Woke up with my neck taped over and barely conscious, but not really in that much pain. The guy next to me wasn't doing quite as hot, I kept hearing him moaning and flailing about. One of the nurses had to deliver a gentle but firm "Sir, you're going to have to stop moving around or you're going to bleed to death." Apparently he later threatened to make another nurse his husband, or so I heard from said nurse when they wheeled my bed up to the eleventh floor penthouse suite hospital room. Not sure how that worked out for them.
Mom spent the night with me, although Dad stayed on until dinner. It helped to have someone running around for me, for the first night I could barely sit up on my own without anything jerking the wrong way.
(Also one of the night nurses taking my blood to check calcium levels was an ex-Navy medic. With tattoos on his arms and everything. That was pretty cool.)
They let me out around eleven thirty the next morning, after much bureaucratic nonsense-we could have left at seven, technically, but there was paperwork and tests and other such suchness and we weren't out until nearly noon. The pain meds appear to be doing their work, although I'm still sleeping rather fitfully.
Not that I'm comfortable, mind you, swallowing and speaking is still a bit awkward and my voice has temporarily gone up about an octave due to the fact that the thyroid is (or was, I suppose) nestled up against the laryngeal nerves. Also I can't really raise my head too far up without it being painful, which makes most positions unfriendly to my spine. But it's not so bad.

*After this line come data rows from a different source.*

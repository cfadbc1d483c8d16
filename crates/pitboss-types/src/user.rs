//! Community members known to the ledger.

use chrono::{DateTime, Utc};
use serde::{Deserialize, Serialize};

use crate::UserId;

/// A registered user. Usernames are unique case-insensitively.
#[derive(Debug, Clone, PartialEq, Eq, Serialize, Deserialize)]
pub struct User {
    pub id: UserId,
    pub username: String,
    pub created_at: DateTime<Utc>,
}

impl User {
    #[must_use]
    pub fn new(username: impl Into<String>) -> Self {
        Self {
            id: UserId::new(),
            username: username.into().trim().to_string(),
            created_at: Utc::now(),
        }
    }

    /// Case-insensitive lookup key.
    #[must_use]
    pub fn key(&self) -> String {
        username_key(&self.username)
    }
}

/// Normalize a username for case-insensitive comparison.
#[must_use]
pub fn username_key(name: &str) -> String {
    name.trim().to_lowercase()
}
//! Pool partitioning for settlement.
//!
//! Only **exact winners** (right side *and* exact loser score) share the
//! pool. A bet on the right side with the wrong score is a losing bet.

use pitboss_types::{Bet, PitbossError, Result, Side, SideTotals};

/// Pending bets of one match split by the final result.
#[derive(Debug, Clone)]
pub struct PoolSplit<'a> {
    pub exact: Vec<&'a Bet>,
    pub others: Vec<&'a Bet>,
    /// Sum of exact winners' stakes.
    pub winners_pool: u64,
    /// Sum of everyone else's stakes.
    pub losers_pool: u64,
}

impl PoolSplit<'_> {
    #[must_use]
    pub fn total(&self) -> u64 {
        self.winners_pool + self.losers_pool
    }
}

/// Partition pending `bets` by `(winner, loser_score)`.
///
/// # Errors
/// Returns [`PitbossError::InvariantViolation`] if a bet is not pending, or
/// if a pool total overflows.
pub fn partition(bets: &[Bet], winner: Side, loser_score: u8) -> Result<PoolSplit<'_>> {
    let mut split = PoolSplit {
        exact: Vec::new(),
        others: Vec::new(),
        winners_pool: 0,
        losers_pool: 0,
    };

    for bet in bets {
        if !bet.is_pending() {
            return Err(PitbossError::InvariantViolation {
                reason: format!("{} is {} and cannot enter a pool", bet.id, bet.status),
            });
        }
        let (side, pool) = if bet.is_exact(winner, loser_score) {
            (&mut split.exact, &mut split.winners_pool)
        } else {
            (&mut split.others, &mut split.losers_pool)
        };
        *pool = pool.checked_add(bet.amount).ok_or_else(|| PitbossError::InvariantViolation {
            reason: "pool total overflow".to_string(),
        })?;
        side.push(bet);
    }

    verify_partition(&split, winner, loser_score)?;
    Ok(split)
}

/// Re-check the split. A losing bet among the exact winners means the
/// partition logic itself is broken.
///
/// # Errors
/// Returns [`PitbossError::InvariantViolation`] on any mismatch.
pub fn verify_partition(split: &PoolSplit<'_>, winner: Side, loser_score: u8) -> Result<()> {
    if let Some(bad) = split.exact.iter().find(|b| !b.is_exact(winner, loser_score)) {
        return Err(PitbossError::InvariantViolation {
            reason: format!("losing {} in exact-winner partition", bad.id),
        });
    }
    if let Some(bad) = split.others.iter().find(|b| b.is_exact(winner, loser_score)) {
        return Err(PitbossError::InvariantViolation {
            reason: format!("exact {} left out of winners", bad.id),
        });
    }
    let winners: u64 = split.exact.iter().map(|b| b.amount).sum();
    let losers: u64 = split.others.iter().map(|b| b.amount).sum();
    if winners != split.winners_pool || losers != split.losers_pool {
        return Err(PitbossError::InvariantViolation {
            reason: "pool totals do not match partition".to_string(),
        });
    }
    Ok(())
}

/// Stake totals per predicted winner, over pending bets only.
#[must_use]
pub fn side_totals(bets: &[Bet]) -> SideTotals {
    bets.iter().filter(|b| b.is_pending()).fold(SideTotals::default(), |mut acc, bet| {
        match bet.predicted_winner {
            Side::P1 => acc.p1 += bet.amount,
            Side::P2 => acc.p2 += bet.amount,
        }
        acc
    })
}
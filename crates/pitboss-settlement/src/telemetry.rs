//! Tracing subscriber setup.

use pitboss_types::{LogFormat, LoggingConfig, PitbossError, Result};
use tracing_subscriber::{EnvFilter, fmt};

/// Install the global subscriber.
///
/// `RUST_LOG` wins over `cfg.level` when set.
///
/// # Errors
/// `Configuration` if the level does not parse or a subscriber is already
/// installed.
pub fn init_logging(cfg: &LoggingConfig) -> Result<()> {
    let filter = match EnvFilter::try_from_default_env() {
        Ok(filter) => filter,
        Err(_) => EnvFilter::try_new(&cfg.level)
            .map_err(|e| PitbossError::Configuration(format!("log level {:?}: {e}", cfg.level)))?,
    };

    let installed = match cfg.format {
        LogFormat::Json => fmt().json().with_env_filter(filter).try_init(),
        LogFormat::Pretty => fmt().with_env_filter(filter).try_init(),
    };
    installed.map_err(|e| PitbossError::Configuration(format!("tracing subscriber: {e}")))
}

Not that it stops my granma from playing one-up in the pain and distress department, but that's granma. | | Monday, August 3rd, 2009 | | 1:17 am |
And here we go. Leaving the house in about six hours. This whole fasting business is annoying, they won't even let me have anything to drink except to take my meds with or some gum to calm my nerves. I'm not as freaked out as I was last night, just a bit twitchy in general at the anticipation. I have no idea how long it'll take me to recover or if I'll even be awake most of the time in the hospital. Mom's going to stay there with me all night so I'll at least have someone to talk to if I'm coherant. And some books for both of us. And chewing gum. All these things are necessary to life and happiness. However! My mom has a Blackberry. With internet and email and such things. So she's going to email alanahikarichan (at LJ) after I get out from surgery and Alana will post on whether I'm alive or not. ...it was Mom's idea, I guess she thinks the internet needs to know these things. *shrug* Wish me luck. | | Saturday, August 1st, 2009 | | 3:35 pm |
No bats, sadly. Pictures from my jaunt five minutes up the road to Cherokee Cave on one of the few days a year it's actually open. ( Down, down, down... ) | | 12:29 am |
Just to prove I'm not just using this to talk about my medical issues. One of the more obscure members of my headcast, mostly because I rarely get a chance to play him, is Skeletor. Not the cartoon guy (although he had his moments), but Skeletor as portrayed by Frank Langella in the Masters of the Universe live action movie. He's a bit quite a bit more casual about his evil (along with a lot less naked, although the whole gay for He-Man thing's still there) and really seems to be enjoying himself even in the little vices, which makes him pretty fun to play. You may find clips of Skeletor being awesome here and here, with attempts at awesome that end with him falling down an unexplained and completely random pit here. As a bonus, you've just seen most of the best parts of Masters of the Universe (minus the bits featuring more Skeletor), so you don't actually have to watch the rest of the kind of movie which features He-Man driving a pink cadillac around a New Jersey suburb if you're not the sort of person who likes that flavor of ridiculous the way I do. | | Thursday, July 30th, 2009 | | 10:27 pm |
The exorcism of the alien egg sac. So.
Visited the surgeon (also a nice guy, although he looks like he's a transatlantic commercial pilot) today for consulting and discussing the procedure. While there's only a visible bulge on the left side of my neck, a few nodules on the right side popped up on the ultrasound scans and the surgeon is also of the opinion that I should have the entire thyroid gland out just in case they are something to be worried about.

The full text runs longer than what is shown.